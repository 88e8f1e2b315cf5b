//! Host-facing traits and validation result types.
//!
//! Hosts expose their data through [`FieldSource`] and declare their
//! constraints through [`Validatable`]. Validation produces a
//! [`ValidationReport`] of [`Violation`]s in discovery order.

use crate::{Record, Schema, Value};
use serde::{Deserialize, Serialize};
use std::fmt;

/// Anything exposing named field values.
///
/// Fields the source does not know read as [`Value::Null`].
pub trait FieldSource {
    /// Returns the runtime value of the named field.
    fn field(&self, name: &str) -> Value;
}

impl FieldSource for Record {
    fn field(&self, name: &str) -> Value {
        self.get(name).cloned().unwrap_or_default()
    }
}

/// A host type with declared constraints.
///
/// `schema()` is called once per type; the engine caches the initialized
/// result and reuses it for every later validation of that type.
///
/// # Example
///
/// ```rust
/// use constraints_core::{FieldBuilder, FieldSource, Schema, SchemaBuilder, Validatable, Value};
///
/// struct Account {
///     id: Option<i64>,
/// }
///
/// impl FieldSource for Account {
///     fn field(&self, name: &str) -> Value {
///         match name {
///             "id" => self.id.into(),
///             _ => Value::Null,
///         }
///     }
/// }
///
/// impl Validatable for Account {
///     fn schema() -> Schema {
///         SchemaBuilder::new("Account")
///             .field(FieldBuilder::new("id").not_null().build())
///             .build()
///     }
/// }
///
/// assert_eq!(Account { id: None }.field("id"), Value::Null);
/// ```
pub trait Validatable: FieldSource + 'static {
    /// Declares the constraints of this type.
    fn schema() -> Schema;
}

/// Engine settings.
#[derive(Debug, Clone, PartialEq, Eq, Serialize, Deserialize)]
#[serde(default)]
pub struct ValidatorConfig {
    /// Prefix of assert-mode error codes
    pub error_code_prefix: String,

    /// Stop collecting at the first violation in collect mode as well
    pub fail_fast: bool,
}

impl Default for ValidatorConfig {
    fn default() -> Self {
        Self {
            error_code_prefix: "err_".to_string(),
            fail_fast: false,
        }
    }
}

impl ValidatorConfig {
    /// Creates a config with default settings.
    pub fn new() -> Self {
        Self::default()
    }

    /// Sets the error code prefix.
    pub fn with_error_code_prefix(mut self, prefix: impl Into<String>) -> Self {
        self.error_code_prefix = prefix.into();
        self
    }

    /// Sets fail-fast collection.
    pub fn with_fail_fast(mut self, fail_fast: bool) -> Self {
        self.fail_fast = fail_fast;
        self
    }
}

/// One failed constraint evaluation.
#[derive(Debug, Clone, PartialEq, Eq, Serialize, Deserialize)]
pub struct Violation {
    /// Dotted path of the field, e.g. `address.addressInfo`
    pub field_path: String,

    /// Resolved message
    pub message: String,

    /// Tag of the failed constraint
    pub constraint: String,
}

impl Violation {
    /// Creates a new violation.
    pub fn new(
        field_path: impl Into<String>,
        message: impl Into<String>,
        constraint: impl Into<String>,
    ) -> Self {
        Self {
            field_path: field_path.into(),
            message: message.into(),
            constraint: constraint.into(),
        }
    }
}

impl fmt::Display for Violation {
    fn fmt(&self, f: &mut fmt::Formatter<'_>) -> fmt::Result {
        write!(f, "{}: {}", self.field_path, self.message)
    }
}

/// Result of a collect-mode validation call.
///
/// Violations are kept in discovery order: field declaration order, then
/// nested traversal order.
#[derive(Debug, Clone, Default, PartialEq, Eq, Serialize, Deserialize)]
pub struct ValidationReport {
    /// Whether any violation was recorded
    pub has_errors: bool,

    /// Violations in discovery order
    pub violations: Vec<Violation>,
}

impl ValidationReport {
    /// Creates an empty, successful report.
    pub fn new() -> Self {
        Self::default()
    }

    /// Records a violation.
    pub fn push(&mut self, violation: Violation) {
        self.violations.push(violation);
        self.has_errors = true;
    }

    /// Returns true if no violation was recorded.
    pub fn is_valid(&self) -> bool {
        !self.has_errors
    }

    /// Returns the number of violations.
    pub fn len(&self) -> usize {
        self.violations.len()
    }

    /// Returns true if there are no violations.
    pub fn is_empty(&self) -> bool {
        self.violations.is_empty()
    }

    /// Returns the first violation in discovery order.
    pub fn first(&self) -> Option<&Violation> {
        self.violations.first()
    }

    /// Returns the violations recorded for one field path.
    pub fn field_errors(&self, field_path: &str) -> Vec<&Violation> {
        self.violations
            .iter()
            .filter(|v| v.field_path == field_path)
            .collect()
    }

    /// Renders every violation as `path:message `, concatenated.
    pub fn errors_summary(&self) -> String {
        self.violations
            .iter()
            .map(|v| format!("{}:{} ", v.field_path, v.message))
            .collect()
    }

    /// Converts to JSON representation.
    pub fn to_json(&self) -> serde_json::Value {
        serde_json::json!({
            "has_errors": self.has_errors,
            "violations": self.violations.iter().map(|v| {
                serde_json::json!({
                    "field": v.field_path,
                    "message": v.message,
                    "constraint": v.constraint,
                })
            }).collect::<Vec<_>>()
        })
    }
}

impl fmt::Display for ValidationReport {
    fn fmt(&self, f: &mut fmt::Formatter<'_>) -> fmt::Result {
        for violation in &self.violations {
            writeln!(f, "{}", violation)?;
        }
        Ok(())
    }
}

#[cfg(test)]
mod tests {
    use super::*;
    use pretty_assertions::assert_eq;

    fn sample_report() -> ValidationReport {
        let mut report = ValidationReport::new();
        report.push(Violation::new("id", "id must not be null", "not_null"));
        report.push(Violation::new("username", "username is required", "not_empty"));
        report.push(Violation::new("id", "id is out of range", "custom"));
        report
    }

    #[test]
    fn test_empty_report_is_valid() {
        let report = ValidationReport::new();
        assert!(report.is_valid());
        assert!(!report.has_errors);
        assert!(report.first().is_none());
        assert_eq!(report.errors_summary(), "");
    }

    #[test]
    fn test_push_sets_has_errors() {
        let report = sample_report();
        assert!(report.has_errors);
        assert_eq!(report.len(), 3);
        assert_eq!(report.first().map(|v| v.field_path.as_str()), Some("id"));
        assert_eq!(report.field_errors("id").len(), 2);
    }

    #[test]
    fn test_errors_summary() {
        let report = sample_report();
        assert_eq!(
            report.errors_summary(),
            "id:id must not be null username:username is required id:id is out of range "
        );
    }

    #[test]
    fn test_to_json() {
        let mut report = ValidationReport::new();
        report.push(Violation::new("sex", "invalid enum value.", "enum"));

        assert_eq!(
            report.to_json(),
            serde_json::json!({
                "has_errors": true,
                "violations": [
                    { "field": "sex", "message": "invalid enum value.", "constraint": "enum" }
                ]
            })
        );
    }

    #[test]
    fn test_config_defaults_and_partial_deserialize() {
        let config: ValidatorConfig = serde_json::from_str(r#"{"fail_fast": true}"#).unwrap();
        assert_eq!(config.error_code_prefix, "err_");
        assert!(config.fail_fast);
        assert_eq!(ValidatorConfig::new(), ValidatorConfig::default());
    }

    #[test]
    fn test_record_as_field_source() {
        let record = Record::new().with("id", 1i64);
        assert_eq!(record.field("id"), Value::Int(1));
        assert_eq!(record.field("missing"), Value::Null);
    }
}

Task requirements:
Every record above is to be copied out exactly.

Answer section:
repository 88e8f1e2b315cf5b
//! Host-facing traits and validation result types.
//!
//! Hosts expose their data through [`FieldSource`] and declare their
//! constraints through [`Validatable`]. Validation produces a
//! [`ValidationReport`] of [`Violation`]s in discovery order.

use crate::{Record, Schema, Value};
use serde::{Deserialize, Serialize};
use std::fmt;

/// Anything exposing named field values.
///
/// Fields the source does not know read as [`Value::Null`].
pub trait FieldSource {
    /// Returns the runtime value of the named field.
    fn field(&self, name: &str) -> Value;
}

impl FieldSource for Record {
    fn field(&self, name: &str) -> Value {
        self.get(name).cloned().unwrap_or_default()
    }
}

/// A host type with declared constraints.
///
/// `schema()` is called once per type; the engine caches the initialized
/// result and reuses it for every later validation of that type.
///
/// # Example
///
/// ```rust
/// use constraints_core::{FieldBuilder, FieldSource, Schema, SchemaBuilder, Validatable, Value};
///
/// struct Account {
///     id: Option<i64>,
/// }
///
/// impl FieldSource for Account {
///     fn field(&self, name: &str) -> Value {
///         match name {
///             "id" => self.id.into(),
///             _ => Value::Null,
///         }
///     }
/// }
///
/// impl Validatable for Account {
///     fn schema() -> Schema {
///         SchemaBuilder::new("Account")
///             .field(FieldBuilder::new("id").not_null().build())
///             .build()
///     }
/// }
///
/// assert_eq!(Account { id: None }.field("id"), Value::Null);
/// ```
pub trait Validatable: FieldSource + 'static {
    /// Declares the constraints of this type.
    fn schema() -> Schema;
}

/// Engine settings.
#[derive(Debug, Clone, PartialEq, Eq, Serialize, Deserialize)]
#[serde(default)]
pub struct ValidatorConfig {
    /// Prefix of assert-mode error codes
    pub error_code_prefix: String,

    /// Stop collecting at the first violation in collect mode as well
    pub fail_fast: bool,
}

impl Default for ValidatorConfig {
    fn default() -> Self {
        Self {
            error_code_prefix: "err_".to_string(),
            fail_fast: false,
        }
    }
}

impl ValidatorConfig {
    /// Creates a config with default settings.
    pub fn new() -> Self {
        Self::default()
    }

    /// Sets the error code prefix.
    pub fn with_error_code_prefix(mut self, prefix: impl Into<String>) -> Self {
        self.error_code_prefix = prefix.into();
        self
    }

    /// Sets fail-fast collection.
    pub fn with_fail_fast(mut self, fail_fast: bool) -> Self {
        self.fail_fast = fail_fast;
        self
    }
}

/// One failed constraint evaluation.
#[derive(Debug, Clone, PartialEq, Eq, Serialize, Deserialize)]
pub struct Violation {
    /// Dotted path of the field, e.g. `address.addressInfo`
    pub field_path: String,

    /// Resolved message
    pub message: String,

    /// Tag of the failed constraint
    pub constraint: String,
}

impl Violation {
    /// Creates a new violation.
    pub fn new(
        field_path: impl Into<String>,
        message: impl Into<String>,
        constraint: impl Into<String>,
    ) -> Self {
        Self {
            field_path: field_path.into(),
            message: message.into(),
            constraint: constraint.into(),
        }
    }
}

impl fmt::Display for Violation {
    fn fmt(&self, f: &mut fmt::Formatter<'_>) -> fmt::Result {
        write!(f, "{}: {}", self.field_path, self.message)
    }
}

/// Result of a collect-mode validation call.
///
/// Violations are kept in discovery order: field declaration order, then
/// nested traversal order.
#[derive(Debug, Clone, Default, PartialEq, Eq, Serialize, Deserialize)]
pub struct ValidationReport {
    /// Whether any violation was recorded
    pub has_errors: bool,

    /// Violations in discovery order
    pub violations: Vec<Violation>,
}

impl ValidationReport {
    /// Creates an empty, successful report.
    pub fn new() -> Self {
        Self::default()
    }

    /// Records a violation.
    pub fn push(&mut self, violation: Violation) {
        self.violations.push(violation);
        self.has_errors = true;
    }

    /// Returns true if no violation was recorded.
    pub fn is_valid(&self) -> bool {
        !self.has_errors
    }

    /// Returns the number of violations.
    pub fn len(&self) -> usize {
        self.violations.len()
    }

    /// Returns true if there are no violations.
    pub fn is_empty(&self) -> bool {
        self.violations.is_empty()
    }

    /// Returns the first violation in discovery order.
    pub fn first(&self) -> Option<&Violation> {
        self.violations.first()
    }

    /// Returns the violations recorded for one field path.
    pub fn field_errors(&self, field_path: &str) -> Vec<&Violation> {
        self.violations
            .iter()
            .filter(|v| v.field_path == field_path)
            .collect()
    }

    /// Renders every violation as `path:message `, concatenated.
    pub fn errors_summary(&self) -> String {
        self.violations
            .iter()
            .map(|v| format!("{}:{} ", v.field_path, v.message))
            .collect()
    }

    /// Converts to JSON representation.
    pub fn to_json(&self) -> serde_json::Value {
        serde_json::json!({
            "has_errors": self.has_errors,
            "violations": self.violations.iter().map(|v| {
                serde_json::json!({
                    "field": v.field_path,
                    "message": v.message,
                    "constraint": v.constraint,
                })
            }).collect::<Vec<_>>()
        })
    }
}

impl fmt::Display for ValidationReport {
    fn fmt(&self, f: &mut fmt::Formatter<'_>) -> fmt::Result {
        for violation in &self.violations {
            writeln!(f, "{}", violation)?;
        }
        Ok(())
    }
}

#[cfg(test)]
mod tests {
    use super::*;
    use pretty_assertions::assert_eq;

    fn sample_report() -> ValidationReport {
        let mut report = ValidationReport::new();
        report.push(Violation::new("id", "id must not be null", "not_null"));
        report.push(Violation::new("username", "username is required", "not_empty"));
        report.push(Violation::new("id", "id is out of range", "custom"));
        report
    }

    #[test]
    fn test_empty_report_is_valid() {
        let report = ValidationReport::new();
        assert!(report.is_valid());
        assert!(!report.has_errors);
        assert!(report.first().is_none());
        assert_eq!(report.errors_summary(), "");
    }

    #[test]
    fn test_push_sets_has_errors() {
        let report = sample_report();
        assert!(report.has_errors);
        assert_eq!(report.len(), 3);
        assert_eq!(report.first().map(|v| v.field_path.as_str()), Some("id"));
        assert_eq!(report.field_errors("id").len(), 2);
    }

    #[test]
    fn test_errors_summary() {
        let report = sample_report();
        assert_eq!(
            report.errors_summary(),
            "id:id must not be null username:username is required id:id is out of range "
        );
    }

    #[test]
    fn test_to_json() {
        let mut report = ValidationReport::new();
        report.push(Violation::new("sex", "invalid enum value.", "enum"));

        assert_eq!(
            report.to_json(),
            serde_json::json!({
                "has_errors": true,
                "violations": [
                    { "field": "sex", "message": "invalid enum value.", "constraint": "enum" }
                ]
            })
        );
    }

    #[test]
    fn test_config_defaults_and_partial_deserialize() {
        let config: ValidatorConfig = serde_json::from_str(r#"{"fail_fast": true}"#).unwrap();
        assert_eq!(config.error_code_prefix, "err_");
        assert!(config.fail_fast);
        assert_eq!(ValidatorConfig::new(), ValidatorConfig::default());
    }

    #[test]
    fn test_record_as_field_source() {
        let record = Record::new().with("id", 1i64);
        assert_eq!(record.field("id"), Value::Int(1));
        assert_eq!(record.field("missing"), Value::Null);
    }
}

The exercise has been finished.